Он хитро прищурился, и в его глазах, несмотря на усталость, мелькнул знакомый огонек авантюриста, почуявшего новую возможность.
— Нашёл голубятню. Или, точнее, воронятню. Почтовые вороны, штук пять.
Одна, самая толковая на вид, с умными, немигающими глазами, уже летит с депешей в ближайший форт Ордена. Я там изложил суть дела, без прикрас, но с нужными акцентами. Написал, что отразили вероломное нападение, но крепость почти беззащитна, силы на исходе, и, если эти твари сунутся снова, нам крышка. Пусть поторопятся с подмогой. И с финансированием, кстати, тоже не помешает. Потому что, если вы помните, то эта мэрская падла так и не оплатила нам ни на жалование солдат, ни на прокорм и снаряжение.

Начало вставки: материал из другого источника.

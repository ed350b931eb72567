//! 습공기 계산에 쓰이는 고정 상수 (영국 단위계).

/// 해수면 표준 대기압 [psia]. 습도비 계산에 고정값으로 사용한다.
pub const STD_ATM_PRESSURE_PSI: f64 = 14.696;

/// 수증기/건공기 분자량 비 Mw/Mda
pub const MOLECULAR_MASS_RATIO: f64 = 0.62198;

/// 증발 잠열 [Btu/lbm]
pub const LATENT_HEAT_VAPORIZATION: f64 = 1069.9;

/// 건공기 정압비열(상수) [Btu/(lbm·°F)]
pub const CP_DRY_AIR_CONST: f64 = 0.240;
/// 물 비열(상수) [Btu/(lbm·°F)]
pub const CP_WATER_CONST: f64 = 0.999;
/// 수증기 정압비열(상수) [Btu/(lbm·°F)]
pub const CP_VAPOR_CONST: f64 = 0.451;

/// 순수한 물의 빙점 [°F]. 포화압력 얼음/물 분기 기준.
pub const FREEZING_POINT_F: f64 = 32.0;

/// 상관식 유효 하한 [°F]
pub const MIN_TEMPERATURE_F: f64 = -148.0;
/// 상관식 유효 상한 [°F]. 포화압력이 대기압보다 충분히 낮은 영역으로 제한한다.
pub const MAX_TEMPERATURE_F: f64 = 200.0;

/// 1 lbm = 7000 grains
pub const GRAINS_PER_LBM: f64 = 7000.0;

/// Hyland-Wexler(1983) 얼음 위 포화압력 계수. ln(P[Pa]) 기준, T[K].
pub const ICE_COEFFS: [f64; 7] = [
    -5.674_535_9e3,
    6.392_524_7,
    -9.677_843e-3,
    6.221_570_1e-7,
    2.074_782_5e-9,
    -9.484_024_0e-13,
    4.163_501_9,
];

/// Hyland-Wexler(1983) 물 위 포화압력 계수. ln(P[Pa]) 기준, T[K].
pub const WATER_COEFFS: [f64; 6] = [
    -5.800_220_6e3,
    1.391_499_4,
    -4.864_023_9e-2,
    4.176_476_8e-5,
    -1.445_209_3e-8,
    6.545_967_3,
];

Я кивнул. Разумно. Очень разумно. Две такие атаки мы точно не выдержим. Наши силы и так на пределе, люди вымотаны, как ездовые собаки после долгой гонки.
Мы обменялись новостями. Бойцы, которые участвовали в рейде Эрика, измотанные до предела, валились с ног. Солдаты сидели и лежали прямо на холодном камне двора, прислонившись к стенам, многие дремали, уронив головы на грудь, их оружие лежало рядом, но руки все еще судорожно сжимали рукояти.
Мейнард, оглядев это жалкое, душераздирающее зрелище — остатки некогда бравой роты, принял решение.
— Отбой! — его голос, обычно зычный, как труба архангела, прозвучал глухо, но твёрдо. — Всем спать. Караулить будем мы, сержанты. По очереди.
Солдаты не нуждались в повторном приглашении. Они расходились, или, скорее, расползались, как сонные мухи, по углам полуразрушенной казармы, по каким-то чуланам и каморкам, которые еще вчера казались непригодными для жилья, а сегодня — верхом комфорта и безопасности. Через несколько минут в нашей части крепости воцарилась тяжёлая, прерывистая тишина, нарушаемая лишь стонами раненых, которых Эрик успел кое-как перевязать, да храпом измученных воинов.
А мы сидели, молчали, словно сказали все слова на свете и больше слов не существует. Прости сидели и думали, каждый о своём.
Глава 20
Утро приносит похмелье
Утро пришло внезапно, серое, промозглое, пахнущее дымом и какой-то застарелой безнадегой.